PhD defence of David Ruiz

7 December 2020

David Ruiz defends his PhD in Numerical Mechanics and Materials on Dec. 7th, 2020.

"Full field modeling of discontinuous dynamic recrystallization in a CPFEM context"

David Ruiz Sarrazola conducted his PhD work under the supervision of Marc Bernacki  (MSR team) in the framewwork of the  Industrial ANR Chair DIGIMU.

He will defend his thesis work in Numerical Mechanics and Materials in front of this jury:

– Pr. Laurent DELANNAY (Univ. Catholique de Louvain, Louvain-la-Neuve, Belgique)

– Pr.

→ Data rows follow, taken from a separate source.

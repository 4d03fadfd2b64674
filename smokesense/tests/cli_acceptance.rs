use chrono::{Duration, Local, Utc};
use smokesense_core::{Database, LogFilter, Mood};
use std::ffi::OsString;
use std::fs;
use std::path::PathBuf;
use std::process::{Command, Output};
use tempfile::TempDir;

struct CliTestEnv {
    _temp_dir: TempDir,
    home: PathBuf,
    xdg_data: PathBuf,
    xdg_config: PathBuf,
    xdg_state: PathBuf,
}

impl CliTestEnv {
    fn new() -> Self {
        let temp_dir = TempDir::new().expect("failed to create temp dir");
        let base = temp_dir.path().to_path_buf();
        let home = base.join("home");
        let xdg_data = base.join("xdg-data");
        let xdg_config = base.join("xdg-config");
        let xdg_state = base.join("xdg-state");

        fs::create_dir_all(&home).expect("failed to create HOME");
        fs::create_dir_all(&xdg_data).expect("failed to create XDG_DATA_HOME");
        fs::create_dir_all(&xdg_config).expect("failed to create XDG_CONFIG_HOME");
        fs::create_dir_all(&xdg_state).expect("failed to create XDG_STATE_HOME");

        Self {
            _temp_dir: temp_dir,
            home,
            xdg_data,
            xdg_config,
            xdg_state,
        }
    }

    fn db_path(&self) -> PathBuf {
        self.xdg_data.join("smokesense/data.db")
    }

    fn write_config(&self, contents: &str) {
        let dir = self.xdg_config.join("smokesense");
        fs::create_dir_all(&dir).expect("failed to create config dir");
        fs::write(dir.join("config.toml"), contents).expect("failed to write config");
    }
}

fn run(env: &CliTestEnv, args: &[&str]) -> Output {
    let bin_path = PathBuf::from(assert_cmd::cargo::cargo_bin!("smokesense"));

    Command::new(bin_path)
        .args(args)
        .env("HOME", &env.home)
        .env("XDG_DATA_HOME", &env.xdg_data)
        .env("XDG_CONFIG_HOME", &env.xdg_config)
        .env("XDG_STATE_HOME", &env.xdg_state)
        .env_remove("RUST_LOG")
        .output()
        .unwrap_or_else(|e| panic!("failed to execute smokesense: {e}"))
}

fn assert_success(args: &[&str], output: &Output) {
    if output.status.success() {
        return;
    }

    let rendered_args = args
        .iter()
        .map(|arg| OsString::from(arg).to_string_lossy().into_owned())
        .collect::<Vec<_>>()
        .join(" ");
    let stdout = String::from_utf8_lossy(&output.stdout);
    let stderr = String::from_utf8_lossy(&output.stderr);
    panic!(
        "smokesense {rendered_args} failed\nstatus: {}\nstdout:\n{}\nstderr:\n{}",
        output.status, stdout, stderr
    );
}

fn run_ok(env: &CliTestEnv, args: &[&str]) -> String {
    let output = run(env, args);
    assert_success(args, &output);
    String::from_utf8_lossy(&output.stdout).into_owned()
}

fn run_json(env: &CliTestEnv, args: &[&str]) -> serde_json::Value {
    let mut full = vec!["--json"];
    full.extend_from_slice(args);
    let stdout = run_ok(env, &full);
    serde_json::from_str(&stdout)
        .unwrap_or_else(|e| panic!("invalid JSON from {:?}: {e}\n{stdout}", args))
}

#[test]
fn log_persists_to_database() {
    let env = CliTestEnv::new();

    let stdout = run_ok(
        &env,
        &["log", "--mood", "stressed", "--activity", "work", "--location", "car"],
    );
    assert!(stdout.contains("Today: 1"), "unexpected output:\n{stdout}");

    let db = Database::open(&env.db_path()).expect("failed to open db");
    db.migrate().expect("failed to migrate db");
    let logs = db.list_logs("local", &LogFilter::default()).unwrap();
    assert_eq!(logs.len(), 1);
    assert_eq!(logs[0].mood, Some(Mood::Stressed));
}

#[test]
fn log_rejects_unknown_mood() {
    let env = CliTestEnv::new();
    let output = run(&env, &["log", "--mood", "ecstatic"]);
    assert!(!output.status.success());
}

#[test]
fn dashboard_reflects_budget_and_profile() {
    let env = CliTestEnv::new();
    run_ok(
        &env,
        &["profile", "set", "--name", "Sam", "--budget", "2", "--price", "20"],
    );
    run_ok(&env, &["log"]);
    run_ok(&env, &["log"]);
    run_ok(&env, &["log"]);

    let dashboard = run_json(&env, &["dashboard"]);
    assert_eq!(dashboard["today_count"], 3);
    assert_eq!(dashboard["budget"]["state"], "over");
    assert_eq!(dashboard["budget"]["by"], 1);
    assert_eq!(dashboard["weekly_spend"], 60.0);
    assert!(dashboard["greeting"].as_str().unwrap().ends_with("Sam"));

    let text = run_ok(&env, &["dashboard"]);
    assert!(text.contains("1 over budget"), "unexpected output:\n{text}");
}

#[test]
fn dashboard_lists_todays_logs_with_delay() {
    let env = CliTestEnv::new();
    run_ok(&env, &["log", "--mood", "bored"]);
    run_ok(
        &env,
        &["log", "--delay", "240", "--activity", "coffee", "--note", "held off"],
    );

    let dashboard = run_json(&env, &["dashboard"]);
    let recent = dashboard["recent_today"].as_array().unwrap();
    assert_eq!(recent.len(), 2);
    assert_eq!(recent[0]["delay_seconds"], 240);

    let text = run_ok(&env, &["dashboard"]);
    assert!(text.contains("TODAY'S LOG"), "unexpected output:\n{text}");
    assert!(text.contains("⏱ 4m"), "unexpected output:\n{text}");
    assert!(text.contains("With Coffee"), "unexpected output:\n{text}");
    assert!(text.contains("held off"), "unexpected output:\n{text}");
}

#[test]
fn reset_today_keeps_older_logs_and_profile() {
    let env = CliTestEnv::new();
    let two_days_ago = (Local::now() - Duration::days(2))
        .with_timezone(&Utc)
        .to_rfc3339();

    run_ok(&env, &["profile", "set", "--budget", "5"]);
    run_ok(&env, &["log", "--at", &two_days_ago]);
    run_ok(&env, &["log"]);

    let reset = run_json(&env, &["reset", "--today"]);
    assert_eq!(reset["deleted"], 1);

    let dashboard = run_json(&env, &["dashboard"]);
    assert_eq!(dashboard["today_count"], 0);
    assert_eq!(dashboard["week_total"], 1);

    run_ok(&env, &["reset"]);
    let profile = run_json(&env, &["profile", "show"]);
    assert_eq!(profile["daily_budget"], 5);
}

#[test]
fn insights_unlock_after_five_logs() {
    let env = CliTestEnv::new();
    for _ in 0..4 {
        run_ok(&env, &["log", "--mood", "anxious"]);
    }

    let locked = run_json(&env, &["insights"]);
    assert_eq!(locked["status"], "not_enough_data");
    assert_eq!(locked["logged"], 4);

    run_ok(&env, &["log", "--mood", "anxious"]);
    let insights = run_json(&env, &["insights"]);
    assert_eq!(insights["status"], "ready");
    assert_eq!(insights["archetype"], "stress_reliever");
    assert_eq!(insights["main_trigger"], "Anxious");

    let text = run_ok(&env, &["insights"]);
    assert!(text.contains("The Stress Reliever"));
}

#[test]
fn health_tracks_time_since_last_log() {
    let env = CliTestEnv::new();

    let empty = run_json(&env, &["health"]);
    assert!(empty["status"].is_null());

    let thirty_hours_ago = (Utc::now() - Duration::hours(30)).to_rfc3339();
    run_ok(&env, &["log", "--at", &thirty_hours_ago]);

    let health = run_json(&env, &["health"]);
    assert_eq!(health["status"]["state"], "in_progress");
    assert_eq!(health["status"]["milestone"]["id"], "48hr");
    assert_eq!(health["milestones"].as_array().unwrap().len(), 6);
}

#[test]
fn health_shows_motivation_and_quote() {
    let env = CliTestEnv::new();
    run_ok(&env, &["profile", "set", "--motivation", "For my kids"]);
    run_ok(&env, &["log"]);

    let health = run_json(&env, &["health"]);
    assert_eq!(health["motivation"], "For my kids");
    assert!(!health["quote"]["text"].as_str().unwrap().is_empty());

    let text = run_ok(&env, &["health"]);
    assert!(text.contains("For my kids"), "unexpected output:\n{text}");
}

#[test]
fn shield_suggests_rituals() {
    let env = CliTestEnv::new();

    let one = run_json(&env, &["shield"]);
    assert_eq!(one.as_array().unwrap().len(), 1);

    let all = run_json(&env, &["shield", "--all"]);
    let rituals = all.as_array().unwrap();
    assert_eq!(rituals.len(), 6);
    assert_eq!(rituals[0]["title"], "Hydrate");

    let text = run_ok(&env, &["shield", "--all"]);
    assert!(text.contains("CRAVING SHIELD"));
    assert!(text.contains("Swap (5 min)"));
}

#[test]
fn project_uses_explicit_inputs() {
    let env = CliTestEnv::new();
    let projection = run_json(
        &env,
        &["project", "--average", "10", "--reduction", "100", "--price", "18"],
    );
    assert_eq!(projection["yearly_savings"], 65700.0);
    assert_eq!(projection["target_daily"], 0.0);
}

#[test]
fn config_controls_user_and_currency() {
    let env = CliTestEnv::new();
    env.write_config("[user]\nid = \"alex\"\n\n[analytics]\ncurrency_symbol = \"$\"\n");

    run_ok(&env, &["log"]);
    let text = run_ok(&env, &["stats"]);
    assert!(text.contains("$15"), "unexpected output:\n{text}");

    let db = Database::open(&env.db_path()).expect("failed to open db");
    assert_eq!(db.count_logs("alex").unwrap(), 1);
    assert_eq!(db.count_logs("local").unwrap(), 0);

    // --user overrides the configured user
    run_ok(&env, &["--user", "local", "log"]);
    assert_eq!(db.count_logs("local").unwrap(), 1);
}

#[test]
fn invalid_config_fails_cleanly() {
    let env = CliTestEnv::new();
    env.write_config("[analytics]\nstats_window_days = 0\n");

    let output = run(&env, &["dashboard"]);
    assert!(!output.status.success());
    let stderr = String::from_utf8_lossy(&output.stderr);
    assert!(stderr.contains("failed to load configuration"));
}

Lukasz MADEJ (AGH Univ. of Science and Tech., Krakow, Pologne) 

– Assoc. Prof. Roland LOGÉ (Ecole Polytechnique Fédérale de Lausanne, Lausanne, Suisse)

– Pr. Javier SIGNORELLI (Inst. de Fisica Rosario, Santa Fé, Argentine)

– Privat Dozen Franz ROTERS (Max-Planck-Institut für Eisenforschung, Düsseldorf, Allemagne)

– M.R. Daniel PINO MUÑOZ (MINES ParisTech-CEMEF, Sophia Antipolis)

– C.R. Aurore MONTOUCHET (Framatome Creusot, Le Creusot)

Abstract of his work:

Dynamic recrystallization (DRX) is one of the main metallurgical phenomena responsible for the evolution of the microstructure of metallic materials subjected to hot metal forming processes. Understanding and predicting the subsequent physical mechanisms is of prime importance as the resulting microstructure will be directly responsible of the final in-use material properties. Thus, numerous phenomenological models (JMAK type for example) aiming to describe DRX have been developed in the state of the art. However, because of the complexity of the mechanisms involved in DRX and their interactions, phenomenological or mean field models are not able to fully account for the local evolution of the microstructure and full field approaches are required generally when precise calculations are aimed. Most DRX full field models have limitations in their ability to model high deformation (which limits their applicability for real industrial thermomechanical treatments) and in their description of plastic deformation (which is often grossly simplified).
 
In this PhD, a new full field  discontinuous DRX (DDRX) model is proposed by coupling a crystal plasticity finite element method (CPFEM) with  a level-set finite element (LS-FE)  framework to describe the grain boundary network motion. The proposed model considers anisotropic plastic deformation and its impact on grain boundary motion. Combined with a remeshing methodology, the proposed numerical framework is capable of describing DDRX up to very large deformation levels. The model is calibrated and compared against experimental measurements of 304L steel. Moreover, the interest of this strategy (ratio precision/numerical cost) is also discussed comparatively to a simpler approach (CP Taylor approximation). All these developments are realized in a generic CPFEM module easily usable in any FE code. 
 
Keywords: Dynamic recrystallization, Full field model, Crystal plasticity, Level-set, Finite element method, 304L Steel.